Охотники за головами - Креспи Мишель (книги онлайн полностью txt) 📗
Как и все предприниматели, он питал глубочайшее презрение к политикам. В его устах это слово звучало как худшее оскорбление. Я так его и воспринял, пожал плечами и спустился вниз.
Моя небольшая команда прилежно работала. Хирш протянул мне папку с распечатками электронных писем.
– Подождите, для начала подведем итог.
Я не утаил от них ничего из того, что было. Брижит Обер залилась краской, когда я упомянул о предательстве, которое приписывал ей Шарриак.
– Клянусь всем самым дорогим…
– Мы вам верим, Брижит, – успокоил я ее.
По окончании моего отчета Мастрони охарактеризовал ситуацию так:
– Итог: мы не продвинулись ни на шаг.
– Да, будем считать, что это так и есть. Дель Рьеко прав: есть шпионы или нет, в конечном счете это ничего не меняет. Главное, что нет уверенности в том, что мы сможем объединиться в случае необходимости. Жаль: втроем мы бы их одолели. Как дела со сбытом?
– Сбыт падает. Сезон рыбной ловли подходит к концу. В нашей игре один день – это три месяца. Сезон рыбной ловли закончится, что будем делать?
– Но казна же не пуста, не так ли? Надо что-то придумать. А что действует круглый год?

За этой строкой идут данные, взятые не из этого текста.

#[derive(Debug, Clone, PartialEq, Serialize, Deserialize)]
#[serde(default, deny_unknown_fields)]
pub struct FluorescenceSettings {
    /// Low/high curves closer than this are treated as equal.
    pub reconciliation_tolerance: f64,
    /// Applied in order, later bands see the output of earlier ones.
    pub smoothing_bands: Vec<SmoothingBand>,
}

impl Default for FluorescenceSettings {
    fn default() -> Self {
        Self {
            reconciliation_tolerance: 1.0e-5,
            smoothing_bands: vec![
                SmoothingBand {
                    start_nm: 990.0,
                    end_nm: 1150.0,
                    window: 4,
                },
                SmoothingBand {
                    start_nm: 1000.0,
                    end_nm: 1060.0,
                    window: 6,
                },
            ],
        }
    }
}

#[derive(Debug, Clone, PartialEq, Serialize, Deserialize)]
#[serde(default, deny_unknown_fields)]
pub struct ProcessingParameters {
    pub absorption_filter_width: f64,
    pub fluorescence_filter_width: f64,
    pub savgol_window: usize,
    pub savgol_order: usize,
    pub fluorescence: FluorescenceSettings,
    pub use_mccumber: bool,
    pub use_fuchtbauer: bool,
    pub fl_min_nm: Option<f64>,
    pub mc_max_nm: Option<f64>,
    pub absorption_depth_mm: Option<f64>,
}

impl Default for ProcessingParameters {
    fn default() -> Self {
        Self {
            absorption_filter_width: 0.0,
            fluorescence_filter_width: 0.6,
            savgol_window: 20,
            savgol_order: 3,
            fluorescence: FluorescenceSettings::default(),
            use_mccumber: true,
            use_fuchtbauer: true,
            fl_min_nm: None,
            mc_max_nm: None,
            absorption_depth_mm: None,
        }
    }
}

impl ProcessingParameters {
    pub fn validate(&self) -> XsecResult<()> {
        if !(0.0..=1.0).contains(&self.absorption_filter_width) {
            return Err(XsecError::configuration(
                "CONFIG.FILTER_WIDTH",
                format!(
                    "absorption filter width must lie in [0, 1], got {}",
                    self.absorption_filter_width
                ),
            ));
        }
        // A full-width band also removes the DC bin and with it the lineshape normalization.
        if !(0.0..1.0).contains(&self.fluorescence_filter_width) {
            return Err(XsecError::configuration(
                "CONFIG.FILTER_WIDTH",
                format!(
                    "fluorescence filter width must lie in [0, 1), got {}",
                    self.fluorescence_filter_width
                ),
            ));
        }
        let tolerance = self.fluorescence.reconciliation_tolerance;
        if !tolerance.is_finite() || tolerance < 0.0 {
            return Err(XsecError::configuration(
                "CONFIG.RECONCILIATION_TOLERANCE",
                format!("reconciliation tolerance must be finite and >= 0, got {}", tolerance),
            ));
        }
        for band in &self.fluorescence.smoothing_bands {
            let ordered = band.start_nm.is_finite()
                && band.end_nm.is_finite()
                && band.start_nm < band.end_nm;
            if !ordered {
                return Err(XsecError::configuration(
                    "CONFIG.SMOOTHING_BAND",
                    format!(
                        "smoothing band bounds must be finite and increasing, got ({}, {})",
                        band.start_nm, band.end_nm
                    ),
                ));
            }
            if band.window == 0 {
                return Err(XsecError::configuration(
                    "CONFIG.SMOOTHING_BAND",
                    "smoothing band window must be >= 1",
                ));
            }
        }
        for (field, value) in [("fl_min_nm", self.fl_min_nm), ("mc_max_nm", self.mc_max_nm)] {
            if let Some(value) = value {
                require_finite(field, value)?;
            }
        }
        if let Some(depth) = self.absorption_depth_mm {
            require_non_negative("absorption_depth_mm", depth)?;
        }

        Ok(())
    }

    /// Stable hash of every parameter, for caller-side memoization.
    pub fn cache_key(&self) -> u64 {
        let mut hasher = DefaultHasher::new();
        self.absorption_filter_width.to_bits().hash(&mut hasher);
        self.fluorescence_filter_width.to_bits().hash(&mut hasher);
        self.savgol_window.hash(&mut hasher);
        self.savgol_order.hash(&mut hasher);
        self.fluorescence
            .reconciliation_tolerance
            .to_bits()
            .hash(&mut hasher);
        for band in &self.fluorescence.smoothing_bands {
            band.start_nm.to_bits().hash(&mut hasher);
            band.end_nm.to_bits().hash(&mut hasher);
            band.window.hash(&mut hasher);
        }
        self.use_mccumber.hash(&mut hasher);
        self.use_fuchtbauer.hash(&mut hasher);
        for value in [self.fl_min_nm, self.mc_max_nm, self.absorption_depth_mm] {
            value.map(f64::to_bits).hash(&mut hasher);
        }
        hasher.finish()
    }
}

fn require_finite(field: &'static str, value: f64) -> XsecResult<()> {
    if value.is_finite() {
        Ok(())
    } else {
        Err(XsecError::configuration(
            "CONFIG.OUT_OF_RANGE",
            format!("'{}' must be finite, got {}", field, value),
        ))
    }
}

fn require_positive(field: &'static str, value: f64) -> XsecResult<()> {
    if value.is_finite() && value > 0.0 {
        Ok(())
    } else {
        Err(XsecError::configuration(
            "CONFIG.OUT_OF_RANGE",
            format!("'{}' must be finite and > 0, got {}", field, value),
        ))
    }
}

fn require_non_negative(field: &'static str, value: f64) -> XsecResult<()> {
    if value.is_finite() && value >= 0.0 {
        Ok(())
    } else {
        Err(XsecError::configuration(
            "CONFIG.OUT_OF_RANGE",
            format!("'{}' must be finite and >= 0, got {}", field, value),
        ))
    }
}

#[cfg(test)]
mod tests {
    use super::{MaterialParameters, MaterialRecord, ProcessingParameters};
    use crate::common::constants::DEFAULT_TEMPERATURE_K;
    use crate::domain::XsecErrorCategory;

    const YB_YAG: &str = r#"{
        "name": "YbYAG",
        "date": "20240110",
        "N_dop": 1.38e27,
        "length": 2.0e-3,
        "tau_f": 9.5e-4,
        "n": 1.82,
        "ZPL": 968.8e-9,
        "energy_lower_level": [0, 565, 612, 785],
        "energy_upper_level": [10327, 10624, 10679],
        "zero_absorption_width": 5,
        "zero_absorption_wavelength": [880.0, 1100.0],
        "absorption_depth": 0.5,
        "correct_temp": true
    }"#;

    #[test]
    fn record_converts_to_internal_units() {
        let material = MaterialParameters::from_json_str(YB_YAG).expect("material");

        assert_eq!(material.folder(), "20240110_YbYAG");
        assert!((material.doping_per_cm3() - 1.38e21).abs() <= 1.0e9);
        assert!((material.length_cm() - 0.2).abs() <= 1.0e-15);
        assert!((material.zero_phonon_line_nm() - 968.8).abs() <= 1.0e-9);
        assert!((material.absorption_depth_cm() - 0.05).abs() <= 1.0e-15);
        assert_eq!(material.temperature_k(), DEFAULT_TEMPERATURE_K);
        assert_eq!(material.lower_manifold().degeneracies(), &[2.0; 4]);
        assert!(material.expects_temperature_pair());
        let (fl_min, mc_max) = material.blend_cutoffs_nm();
        assert!((fl_min - 958.8).abs() <= 1.0e-9);
        assert!((mc_max - 978.8).abs() <= 1.0e-9);
    }

    #[test]
    fn missing_levels_default_to_single_sublevels() {
        let record = MaterialRecord::from_json_str(
            r#"{"N_dop": 1e26, "length": 1e-3, "tau_f": 1e-3, "n": 1.5, "ZPL": 1.0e-6}"#,
        )
        .expect("record");
        let material = MaterialParameters::try_from(record).expect("material");

        assert_eq!(material.lower_manifold().energies_per_cm(), &[0.0]);
        let upper = material.upper_manifold().energies_per_cm();
        assert_eq!(upper.len(), 1);
        assert!((upper[0] - 10_000.0).abs() <= 1.0e-9);
        assert_eq!(material.calibration().width_nm, 0.0);
        assert!(material.calibration().centers_nm.is_none());
    }

    #[test]
    fn unknown_keys_and_out_of_range_values_are_rejected() {
        let unknown = MaterialParameters::from_json_str(
            r#"{"N_dop": 1e26, "length": 1e-3, "tau_f": 1e-3, "n": 1.5, "ZPL": 1e-6, "colour": 1}"#,
        )
        .expect_err("unknown key");
        assert_eq!(unknown.category(), XsecErrorCategory::ConfigurationError);

        let negative = MaterialParameters::from_json_str(
            r#"{"N_dop": -1, "length": 1e-3, "tau_f": 1e-3, "n": 1.5, "ZPL": 1e-6}"#,
        )
        .expect_err("negative doping");
        assert_eq!(negative.placeholder(), "CONFIG.OUT_OF_RANGE");
    }

    #[test]
    fn degeneracy_override_must_match_levels() {
        let error = MaterialParameters::from_json_str(
            r#"{"N_dop": 1e26, "length": 1e-3, "tau_f": 1e-3, "n": 1.5, "ZPL": 1e-6,
                "energy_lower_level": [0, 100], "degeneracy_lower": [2]}"#,
        )
        .expect_err("degeneracy mismatch");
        assert_eq!(error.placeholder(), "CONFIG.MANIFOLD_DEGENERACY");
    }

    #[test]
    fn overrides_revalidate_and_leave_the_source_untouched() {
        let material = MaterialParameters::from_json_str(YB_YAG).expect("material");
        let thicker = material.with_length_m(4.0e-3).expect("override");
        assert!((thicker.length_cm() - 0.4).abs() <= 1.0e-15);
        assert!((material.length_cm() - 0.2).abs() <= 1.0e-15);

        assert!(material.with_lifetime_s(0.0).is_err());
        assert!(material.with_calibration(5.0, Some((1000.0, 900.0))).is_err());
    }

    #[test]
    fn processing_defaults_validate_and_hash_stably() {
        let parameters = ProcessingParameters::default();
        parameters.validate().expect("defaults are valid");
        assert_eq!(parameters.cache_key(), ProcessingParameters::default().cache_key());

        let tweaked = ProcessingParameters {
            absorption_filter_width: 0.2,
            ..ProcessingParameters::default()
        };
        assert_ne!(parameters.cache_key(), tweaked.cache_key());
    }

    #[test]
    fn processing_rejects_full_width_fluorescence_filter() {
        let parameters = ProcessingParameters {
            fluorescence_filter_width: 1.0,
            ..ProcessingParameters::default()
        };
        let error = parameters.validate().expect_err("full-width band");
        assert_eq!(error.placeholder(), "CONFIG.FILTER_WIDTH");
    }

    #[test]
    fn processing_parameters_deserialize_with_defaults() {
        let parameters: ProcessingParameters =
            serde_json::from_str(r#"{"absorption_filter_width": 0.1, "use_mccumber": false}"#)
                .expect("processing json");
        assert_eq!(parameters.absorption_filter_width, 0.1);
        assert!(!parameters.use_mccumber);
        assert_eq!(parameters.savgol_window, 20);
        assert_eq!(parameters.fluorescence.smoothing_bands.len(), 2);
    }
}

– Бордели, – подсказал Хирш.
– У меня есть идея, – предложил Мастрони. – Заядлый рыболов только о рыбалке и думает. Когда он не может удить, он впадает в тоску. Так вот, можно было бы выпустить диск с игрой, как в гольф или футбол. В Штатах компьютерная игра «Охота» идет под первым номером: охотники отстреливают ланей на своих компьютерах. Виртуальная реальность. В наши дни она приносит хороший доход.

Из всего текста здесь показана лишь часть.